It’s just as dangerous to twist the Word for our own selfish ends as it is to twist what some call the outpouring of the Spirit for selfish reasons. Either way, we are being unfaithful to the Word and the Spirit. Reject the Word and we end up in error whether or not we claim to be filled with the Spirit. We can have all kinds of programs, activities or manifestations in the church without the Spirit having any part of it; and if the Spirit is not part of it then neither is Jesus.
There is a terrifying error creeping into many of the camps of those who consider themselves people of the Spirit. It is the exaltation of experience over the Word. If we claim to be led by the Spirit but do that which is contrary to the Word then we have unequivocal evidence that we are not being led by the Spirit, but by self or Satan. The more we are led by the Spirit the more we will live the Word and see the Spirit’s fruit authentically revealed. It cannot be otherwise!
Some people have become spiritual experience junkies that go from conference to conference or from “revival” to “revival” seeking the latest experience or impartation. But they never change, nor do they become agents of godly change in their home, church or world. I have known many people that claimed to be in the “river” while their marriages were in the sewers and their characters more resembled Satan’s then Christ’s. This is the fruit of deception.

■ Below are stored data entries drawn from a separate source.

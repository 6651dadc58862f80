//! Second-order filter shared by the low-pass and high-pass effects.

use std::f32::consts::PI;

use serde::{Deserialize, Serialize};

use super::EffectContext;

pub(super) const DEFAULT_FREQ_HZ: u32 = 1000;
pub(super) const DEFAULT_Q: f32 = 0.5;

#[derive(Clone, Copy, Debug, PartialEq, Eq)]
pub(super) enum BiquadKind {
    LowPass,
    HighPass,
}

/// Cutoff and resonance shared by both filter effects.
#[derive(Debug, Clone, PartialEq, Serialize, Deserialize)]
#[serde(default)]
pub struct FilterSettings {
    #[serde(alias = "freq", alias = "frequency_hz")]
    pub freq_hz: u32,
    #[serde(alias = "bandwidth")]
    pub q: f32,
}

impl FilterSettings {
    pub fn new(freq_hz: u32, q: f32) -> Self {
        Self { freq_hz, q }
    }
}

impl Default for FilterSettings {
    fn default() -> Self {
        Self {
            freq_hz: DEFAULT_FREQ_HZ,
            q: DEFAULT_Q,
        }
    }
}

#[derive(Clone, Copy, Debug, PartialEq)]
struct Coefficients {
    b0: f32,
    b1: f32,
    b2: f32,
    a1: f32,
    a2: f32,
}

/// Direct-form I history for every channel.
#[derive(Clone, Debug)]
struct History {
    x1: Vec<f32>,
    x2: Vec<f32>,
    y1: Vec<f32>,
    y2: Vec<f32>,
}

impl History {
    fn new(channels: usize) -> Self {
        Self {
            x1: vec![0.0; channels],
            x2: vec![0.0; channels],
            y1: vec![0.0; channels],
            y2: vec![0.0; channels],
        }
    }

    fn clear(&mut self) {
        for line in [&mut self.x1, &mut self.x2, &mut self.y1, &mut self.y2] {
            line.fill(0.0);
        }
    }
}

/// Filter runtime: coefficients are recomputed when the context or settings
/// change, history survives between calls.
#[derive(Clone, Debug)]
pub(super) struct BiquadFilter {
    kind: BiquadKind,
    key: Option<(u32, usize, u32, u32)>,
    coeffs: Coefficients,
    history: History,
}

impl BiquadFilter {
    pub(super) fn new(kind: BiquadKind) -> Self {
        Self {
            kind,
            key: None,
            coeffs: Coefficients {
                b0: 1.0,
                b1: 0.0,
                b2: 0.0,
                a1: 0.0,
                a2: 0.0,
            },
            history: History::new(0),
        }
    }

    /// Recompute coefficients if needed. Allocates only when the channel count
    /// changes.
    pub(super) fn prepare(&mut self, settings: &FilterSettings, context: &EffectContext) {
        let channels = context.channels.max(1);
        let freq = sanitize_freq(settings.freq_hz, context.sample_rate);
        let q = sanitize_q(settings.q);
        let key = (context.sample_rate, channels, freq, q.to_bits());
        if self.key == Some(key) {
            return;
        }
        if self.history.x1.len() != channels {
            self.history = History::new(channels);
        }
        self.coeffs = coefficients(self.kind, context.sample_rate, freq, q);
        self.key = Some(key);
    }

    pub(super) fn process(&mut self, samples: &mut [f32]) {
        let channels = self.history.x1.len();
        if channels == 0 {
            return;
        }
        let c = self.coeffs;
        let h = &mut self.history;
        for frame in samples.chunks_mut(channels) {
            for (ch, sample) in frame.iter_mut().enumerate() {
                let x = *sample;
                let y = c.b0 * x + c.b1 * h.x1[ch] + c.b2 * h.x2[ch]
                    - c.a1 * h.y1[ch]
                    - c.a2 * h.y2[ch];
                h.x2[ch] = h.x1[ch];
                h.x1[ch] = x;
                h.y2[ch] = h.y1[ch];
                h.y1[ch] = y;
                *sample = y;
            }
        }
    }

    pub(super) fn reset(&mut self) {
        self.history.clear();
    }
}

fn sanitize_freq(freq: u32, sample_rate: u32) -> u32 {
    let nyquist = sample_rate / 2;
    if nyquist <= 1 {
        return 1;
    }
    freq.clamp(1, nyquist - 1)
}

fn sanitize_q(q: f32) -> f32 {
    if q.is_finite() {
        q.clamp(0.1, 10.0)
    } else {
        DEFAULT_Q
    }
}

fn coefficients(kind: BiquadKind, sample_rate: u32, freq: u32, q: f32) -> Coefficients {
    let w0 = 2.0 * PI * freq as f32 / sample_rate.max(1) as f32;
    let cos_w0 = w0.cos();
    let alpha = w0.sin() / (2.0 * q);
    let a0 = 1.0 + alpha;

    let (b0, b1) = match kind {
        BiquadKind::LowPass => ((1.0 - cos_w0) / 2.0, 1.0 - cos_w0),
        BiquadKind::HighPass => ((1.0 + cos_w0) / 2.0, -(1.0 + cos_w0)),
    };

    Coefficients {
        b0: b0 / a0,
        b1: b1 / a0,
        b2: b0 / a0,
        a1: -2.0 * cos_w0 / a0,
        a2: (1.0 - alpha) / a0,
    }
}
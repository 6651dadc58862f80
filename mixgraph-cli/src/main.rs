//! # mixgraph
//!
//! Offline renderer for submix graph descriptions.

use log::error;

mod cli;
mod error;
mod logging;
mod runner;

fn main() {
    let log_buffer = logging::init();
    let args = cli::args::build_cli().get_matches();

    let code = match runner::run(&args) {
        Ok(code) => code,
        Err(err) => {
            error!("{}", err);
            eprintln!("error: {}", err);
            1
        }
    };

    if args.get_flag("print-log") {
        for line in logging::snapshot(&log_buffer) {
            eprintln!("{}", line);
        }
    }

    std::process::exit(code)
}
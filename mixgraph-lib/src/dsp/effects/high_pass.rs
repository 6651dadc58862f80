//! High-pass filter effect.

use serde::{Deserialize, Serialize};

use super::biquad::{BiquadFilter, BiquadKind, FilterSettings};
use super::{EffectContext, SubmixEffect};

/// Cutoff settings for the high-pass filter.
pub type HighPassFilterSettings = FilterSettings;

/// Configured high-pass filter with per-channel history.
#[derive(Clone, Serialize, Deserialize)]
#[serde(default)]
pub struct HighPassFilterEffect {
    pub enabled: bool,
    #[serde(flatten)]
    pub settings: HighPassFilterSettings,
    #[serde(skip, default = "high_pass_filter")]
    filter: BiquadFilter,
}

fn high_pass_filter() -> BiquadFilter {
    BiquadFilter::new(BiquadKind::HighPass)
}

impl HighPassFilterEffect {
    pub fn new(settings: HighPassFilterSettings) -> Self {
        Self {
            enabled: true,
            settings,
            filter: high_pass_filter(),
        }
    }
}

impl std::fmt::Debug for HighPassFilterEffect {
    fn fmt(&self, f: &mut std::fmt::Formatter<'_>) -> std::fmt::Result {
        f.debug_struct("HighPassFilterEffect")
            .field("enabled", &self.enabled)
            .field("settings", &self.settings)
            .finish()
    }
}

impl Default for HighPassFilterEffect {
    fn default() -> Self {
        Self {
            enabled: false,
            settings: HighPassFilterSettings::default(),
            filter: high_pass_filter(),
        }
    }
}

impl SubmixEffect for HighPassFilterEffect {
    fn name(&self) -> &str {
        "high_pass"
    }

    fn process(&mut self, samples: &mut [f32], context: &EffectContext) {
        if !self.enabled {
            return;
        }
        self.filter.prepare(&self.settings, context);
        self.filter.process(samples);
    }

    fn reset_state(&mut self) {
        self.filter.reset();
    }

    fn warm_up(&mut self, context: &EffectContext) {
        self.filter.prepare(&self.settings, context);
    }
}

#[cfg(test)]
mod tests {
    use super::*;

    fn context() -> EffectContext {
        EffectContext::new(48_000, 2)
    }

    #[test]
    fn high_pass_disabled_passthrough() {
        let mut effect = HighPassFilterEffect::default();
        let mut samples = vec![0.1_f32, -0.1, 0.2, -0.2];
        let expected = samples.clone();
        effect.process(&mut samples, &context());
        assert_eq!(samples, expected);
    }

    #[test]
    fn high_pass_blocks_dc_offset() {
        let mut effect = HighPassFilterEffect::new(HighPassFilterSettings::new(200, 0.707));
        let mut samples = vec![0.5_f32; 4096];
        effect.process(&mut samples, &context());
        assert!(samples[4094].abs() < 1e-3);
        assert!(samples[4095].abs() < 1e-3);
        assert!(samples.iter().all(|value| value.is_finite()));
    }

    #[test]
    fn reset_clears_history() {
        let mut effect = HighPassFilterEffect::new(HighPassFilterSettings::default());
        let mut warm = vec![1.0_f32; 64];
        effect.process(&mut warm, &context());
        effect.reset_state();

        let mut silence = vec![0.0_f32; 8];
        effect.process(&mut silence, &context());
        assert!(silence.iter().all(|s| *s == 0.0));
    }
}
//! The submix graph: nodes, sources, commands and the device tick.

pub mod chain;
pub mod clock;
pub mod command;
mod device;
pub mod graph;
mod handle;
pub mod source;
pub mod submix;
pub(crate) mod types;

pub use chain::{ChainStack, EffectChain};
pub use clock::{Quantization, QuantizedClock};
pub use command::{DeviceCommand, Garbage, SubmixCommand};
pub use device::MixerDevice;
pub use graph::{RenderInputs, RenderOutcome, SubmixRegistry};
pub use handle::MixerHandle;
pub use source::{
    BufferGenerator, GeneratorConfig, NoiseGenerator, SineGenerator, SourceGenerator,
    SourceManager, SourceSettings, SourceVoice,
};
pub use submix::{
    ChildSoundfield, RecordedAudio, SubmixBufferListener, SubmixDescriptor, SubmixNode,
    SubmixShared,
};
pub use types::{
    EndpointKind, RenderContext, RenderSettings, SendStage, SourceId, SubmixId,
    MAX_OUTPUT_CHANNELS,
};

use crate::config::MixerConfig;
use crate::error::Result;
use crate::output::OutputBuffer;
use crate::queue;

/// Create a mixer: the control handle and the output buffer that owns the
/// render side. Drive rendering with [`OutputBuffer::mix_next_buffer`] from
/// the audio thread.
pub fn create_mixer(config: &MixerConfig) -> Result<(MixerHandle, OutputBuffer)> {
    config.validate()?;
    let (device_tx, device_rx) = queue::mpsc();
    let (garbage_tx, garbage_rx) = queue::spsc();

    let device = MixerDevice::new(
        config.sample_rate,
        config.channels,
        config.frames_per_callback,
        config.render,
        config.max_submixes,
        device_rx,
        garbage_tx,
    );
    let handle = MixerHandle::new(config, device_tx, garbage_rx);
    let output = OutputBuffer::new(
        device,
        config.output_format,
        config.final_output_gain,
        config.circular_buffer_quanta,
    );
    log::info!(
        "mixer ready: {} Hz, {} channels, {} frames per callback",
        config.sample_rate,
        config.channels,
        config.frames_per_callback
    );
    Ok((handle, output))
}

#[cfg(test)]
mod tests;
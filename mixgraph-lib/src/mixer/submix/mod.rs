//! The submix node: one vertex of the mixing graph.
//!
//! A node sums its children and source sends into an accumulation buffer,
//! runs its effect chains, recombines wet and dry signal, feeds its analysis
//! taps and finally adds the result into its parent's buffer. Nodes never hold
//! references to each other; children and parents are [`SubmixId`]s resolved
//! through the [`SubmixRegistry`] on every callback, and ids that no longer
//! resolve are pruned on the spot.

use std::sync::Arc;

use serde::{Deserialize, Serialize};

use crate::dsp::buffer::{mix_in, mix_in_scaled, reset_to_silence};
use crate::dsp::effects::{AudioEffect, EffectContext};
use crate::dsp::envelope::EnvelopeFollower;
use crate::dsp::fader::LevelRamp;
use crate::dsp::level::deserialize_linear_gain;
use crate::mixer::chain::{ChainStack, EffectChain};
use crate::mixer::command::SubmixCommand;
use crate::mixer::graph::{RenderInputs, RenderOutcome, SubmixRegistry};
use crate::mixer::types::{
    EndpointKind, LogThrottle, SendStage, SourceId, SubmixId, MAX_OUTPUT_CHANNELS,
};
use crate::queue::{Consumer, Mpsc};
use crate::soundfield::SoundfieldFormat;

mod analysis;
mod soundfield;

pub use analysis::{RecordedAudio, SubmixBufferListener, SubmixShared};
pub use soundfield::ChildSoundfield;
pub(crate) use soundfield::SoundfieldStreams;

/// Everything needed to create a submix.
#[derive(Debug, Clone, Serialize, Deserialize)]
#[serde(default)]
pub struct SubmixDescriptor {
    pub name: String,
    pub endpoint: EndpointKind,
    #[serde(deserialize_with = "deserialize_linear_gain")]
    pub output_volume: f32,
    #[serde(deserialize_with = "deserialize_linear_gain")]
    pub dry_level: f32,
    #[serde(deserialize_with = "deserialize_linear_gain")]
    pub wet_level: f32,
    pub background_muted: bool,
    /// Base effect chain.
    pub effects: Vec<AudioEffect>,
    #[serde(skip)]
    pub soundfield: Option<SoundfieldFormat>,
}

impl Default for SubmixDescriptor {
    fn default() -> Self {
        Self {
            name: String::new(),
            endpoint: EndpointKind::None,
            output_volume: 1.0,
            dry_level: 0.0,
            wet_level: 1.0,
            background_muted: false,
            effects: Vec::new(),
            soundfield: None,
        }
    }
}

impl SubmixDescriptor {
    pub fn named(name: impl Into<String>) -> Self {
        Self {
            name: name.into(),
            ..Self::default()
        }
    }
}

struct ChildEntry {
    id: SubmixId,
    soundfield: Option<Box<ChildSoundfield>>,
}

#[derive(Debug, Clone, Copy)]
struct SourceSend {
    source: SourceId,
    level: f32,
    stage: SendStage,
}

/// Render-thread state of one submix.
pub struct SubmixNode {
    id: SubmixId,
    name: String,
    endpoint: EndpointKind,
    parent: Option<SubmixId>,
    children: Vec<ChildEntry>,
    sends: Vec<SourceSend>,

    output_volume: LevelRamp,
    dry_level: LevelRamp,
    wet_level: LevelRamp,
    background_muted: bool,
    chains: ChainStack,

    channels: usize,
    input: Vec<f32>,
    dry: Vec<f32>,
    mono: Vec<f32>,

    envelope: Vec<EnvelopeFollower>,
    envelope_values: Vec<f32>,

    soundfield: Option<SoundfieldStreams>,
    shared: Arc<SubmixShared>,
    commands: Consumer<SubmixCommand, Mpsc>,

    channel_log: LogThrottle,
    child_log: LogThrottle,
}

impl SubmixNode {
    /// Build a node on the control thread. Scratch buffers are sized for
    /// `max_samples` so rendering never has to grow them.
    pub(crate) fn new(
        id: SubmixId,
        descriptor: SubmixDescriptor,
        effect_context: &EffectContext,
        max_samples: usize,
        commands: Consumer<SubmixCommand, Mpsc>,
        shared: Arc<SubmixShared>,
    ) -> Self {
        let mut chains = ChainStack::with_capacity(max_samples);
        if !descriptor.effects.is_empty() {
            let mut base = EffectChain::from_effects(descriptor.effects);
            base.warm_up(effect_context);
            chains.set_base(base, 0.0);
        }
        let soundfield = descriptor.soundfield.map(|format| {
            let decode = descriptor.endpoint.is_endpoint();
            SoundfieldStreams::new(format, effect_context, decode)
        });

        Self {
            id,
            name: descriptor.name,
            endpoint: descriptor.endpoint,
            parent: None,
            children: Vec::with_capacity(8),
            sends: Vec::with_capacity(8),
            output_volume: LevelRamp::new(descriptor.output_volume),
            dry_level: LevelRamp::new(descriptor.dry_level),
            wet_level: LevelRamp::new(descriptor.wet_level),
            background_muted: descriptor.background_muted,
            chains,
            channels: effect_context.channels,
            input: Vec::with_capacity(max_samples),
            dry: Vec::with_capacity(max_samples),
            mono: Vec::with_capacity(max_samples),
            envelope: Vec::new(),
            envelope_values: Vec::with_capacity(MAX_OUTPUT_CHANNELS),
            soundfield,
            shared,
            commands,
            channel_log: LogThrottle::default(),
            child_log: LogThrottle::default(),
        }
    }

    pub fn id(&self) -> SubmixId {
        self.id
    }

    pub fn name(&self) -> &str {
        &self.name
    }

    pub fn endpoint(&self) -> EndpointKind {
        self.endpoint
    }

    pub fn parent(&self) -> Option<SubmixId> {
        self.parent
    }

    pub fn is_soundfield(&self) -> bool {
        self.soundfield.is_some()
    }

    pub fn children(&self) -> impl Iterator<Item = SubmixId> + '_ {
        self.children.iter().map(|child| child.id)
    }

    pub fn channels(&self) -> usize {
        self.channels
    }

    pub fn effect_chain_count(&self) -> usize {
        self.chains.len()
    }

    pub fn shared(&self) -> &Arc<SubmixShared> {
        &self.shared
    }

    /// Apply every queued command. The rest of the callback sees the result.
    fn pump_commands(&mut self) {
        while let Some(command) = self.commands.dequeue() {
            self.apply(command);
        }
    }

    fn apply(&mut self, command: SubmixCommand) {
        match command {
            SubmixCommand::AddChild { child, soundfield } => {
                if child == self.id {
                    log::error!("{} cannot be its own child", self.id);
                    return;
                }
                match self.children.iter_mut().find(|entry| entry.id == child) {
                    Some(entry) => entry.soundfield = soundfield,
                    None => self.children.push(ChildEntry {
                        id: child,
                        soundfield,
                    }),
                }
            }
            SubmixCommand::RemoveChild(child) => self.children.retain(|entry| entry.id != child),
            SubmixCommand::SetParent(parent) => self.parent = parent,
            SubmixCommand::SetOutputVolume(volume) => self.output_volume.set_target(volume),
            SubmixCommand::SetDryLevel(level) => self.dry_level.set_target(level),
            SubmixCommand::SetWetLevel(level) => self.wet_level.set_target(level),
            SubmixCommand::SetBackgroundMuted(muted) => self.background_muted = muted,
            SubmixCommand::PushEffectChain {
                chain,
                fade_seconds,
            } => self.chains.push(chain, fade_seconds),
            SubmixCommand::PopEffectChain { fade_seconds } => self.chains.pop(fade_seconds),
            SubmixCommand::SetBaseEffectChain {
                chain,
                fade_seconds,
            } => self.chains.set_base(chain, fade_seconds),
            SubmixCommand::ClearEffectChains { fade_seconds } => self.chains.clear(fade_seconds),
            SubmixCommand::AddSend {
                source,
                level,
                stage,
            } => match self.sends.iter_mut().find(|send| send.source == source) {
                Some(send) => {
                    send.level = level;
                    send.stage = stage;
                }
                None => self.sends.push(SourceSend {
                    source,
                    level,
                    stage,
                }),
            },
            SubmixCommand::RemoveSend(source) => self.sends.retain(|send| send.source != source),
            SubmixCommand::StartEnvelopeFollowing(followers) => self.envelope = followers,
            SubmixCommand::StopEnvelopeFollowing => {
                self.envelope.clear();
                self.envelope_values.clear();
                self.shared.clear_envelope();
            }
            SubmixCommand::SetSoundfieldDecoder(decoder) => match self.soundfield.as_mut() {
                Some(streams) => streams.decoder = decoder,
                None => log::warn!("{} is not a soundfield submix; decoder ignored", self.id),
            },
        }
    }

    /// Check the device channel count; a bad count skips this node.
    fn validate_channels(&mut self, inputs: &RenderInputs<'_>) -> bool {
        let channels = inputs.ctx.channels;
        if channels == 0 || channels > MAX_OUTPUT_CHANNELS {
            if self.channel_log.ready() {
                log::error!(
                    "{} ({}) skipped: device reports {} channels, supported range is 1..={}",
                    self.id,
                    self.name,
                    channels,
                    MAX_OUTPUT_CHANNELS
                );
            }
            return false;
        }
        self.channels = channels;
        true
    }

    /// Render children into the accumulation buffer, pruning destroyed ones.
    fn mix_children(&mut self, registry: &mut SubmixRegistry, inputs: &RenderInputs<'_>) {
        let id = self.id;
        let input = &mut self.input;
        let child_log = &mut self.child_log;
        self.children.retain(|child| {
            let outcome = registry.render_into(child.id, input, inputs);
            keep_child(outcome, id, child.id, child_log)
        });
    }

    /// Drop sends whose source is gone, then mix those at `stage`.
    fn mix_sends(&mut self, stage: SendStage, inputs: &RenderInputs<'_>) {
        let buffer = &mut self.input;
        self.sends.retain(|send| match inputs.sources.output(send.source) {
            Some(audio) => {
                if send.stage == stage {
                    mix_in_scaled(audio, buffer, send.level);
                }
                true
            }
            None => {
                log::debug!("pruned send from destroyed {}", send.source);
                false
            }
        });
    }

    fn update_envelope(&mut self) {
        if self.envelope.is_empty() {
            return;
        }
        let channels = self.channels.min(self.envelope.len());
        self.envelope_values.clear();
        for (channel, follower) in self.envelope.iter_mut().take(channels).enumerate() {
            let value = follower.process_channel(&self.input, channel, self.channels);
            self.envelope_values.push(value);
        }
        self.shared.publish_envelope(&self.envelope_values);
    }

    /// Render one callback and add the result into `out`.
    pub fn process_audio(
        &mut self,
        out: &mut [f32],
        registry: &mut SubmixRegistry,
        inputs: &RenderInputs<'_>,
    ) {
        if self.soundfield.is_some() {
            self.process_soundfield_to_pcm(out, registry, inputs);
            return;
        }

        self.pump_commands();
        if !self.validate_channels(inputs) {
            return;
        }
        let ctx = inputs.ctx;
        let channels = self.channels;

        reset_to_silence(&mut self.input, ctx.samples());
        self.mix_children(registry, inputs);
        self.mix_sends(SendStage::PreEffect, inputs);

        let keep_dry = self.dry_level.is_audible();
        if keep_dry {
            self.dry.clear();
            self.dry.extend_from_slice(&self.input);
        }

        if !ctx.settings.bypass_submix_effects && !self.chains.is_empty() {
            let effect_ctx = EffectContext::new(ctx.sample_rate, channels);
            self.chains
                .process(&mut self.input, &effect_ctx, ctx.callback_seconds());
            // Wet level only scales a buffer that went through the chains.
            self.wet_level.apply(&mut self.input, channels);
        }

        if keep_dry {
            self.dry_level.mix_into(&self.dry, &mut self.input, channels);
        }
        self.mix_sends(SendStage::PostEffect, inputs);

        // Taps see the signal before mute and output volume.
        self.shared.append_recording(&self.input);
        self.shared.analyze(&self.input, channels, &mut self.mono);
        self.update_envelope();

        if self.background_muted {
            self.input.fill(0.0);
        }
        self.output_volume.apply(&mut self.input, channels);

        mix_in(&self.input, out);
        self.shared.notify_listeners(self.id, &self.input, &ctx);
    }
}

/// Whether a child stays attached after a render attempt.
fn keep_child(
    outcome: RenderOutcome,
    parent: SubmixId,
    child: SubmixId,
    throttle: &mut LogThrottle,
) -> bool {
    match outcome {
        RenderOutcome::Rendered => true,
        RenderOutcome::Missing => {
            log::debug!("{} pruned destroyed child {}", parent, child);
            false
        }
        RenderOutcome::InFlight => {
            if throttle.ready() {
                log::error!("{} skipped child {}: it is already rendering", parent, child);
            }
            true
        }
    }
}

impl std::fmt::Debug for SubmixNode {
    fn fmt(&self, f: &mut std::fmt::Formatter<'_>) -> std::fmt::Result {
        f.debug_struct("SubmixNode")
            .field("id", &self.id)
            .field("name", &self.name)
            .field("endpoint", &self.endpoint)
            .field("parent", &self.parent)
            .field("children", &self.children.iter().map(|c| c.id).collect::<Vec<_>>())
            .field("soundfield", &self.soundfield.is_some())
            .finish()
    }
}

There can be terrible peer pressure among many who claim to be Spirit filled. Whenever something is labeled a work of the Spirit there is an unwritten taboo that forbids them from questioning its authenticity. Those who question what is going on are often considered people that do not know the workings of the Spirit or have not been in the “river.” This is a blatant lie. The Spirit will never work against the Word of God. If those in leadership are afraid to be scrutinized by the Word then they should leave the ministry or they may lead multitudes astray.
I have seen gross errors spread because people would not question whether or not their experience lined up with the Scriptures. Since they refused to allow anyone to question their experience, “outpouring” or teacher/preacher they became stubbornly unteachable. I have also seen crowds follow a teacher, give them enormous amounts of money and act in ridiculous ways, all because they refused to examine whether or not what was being taught and experienced was of the Word and the Spirit. This is the exaltation of experience over the Word and is nothing other than a Christianized version of existentialism and hedonism.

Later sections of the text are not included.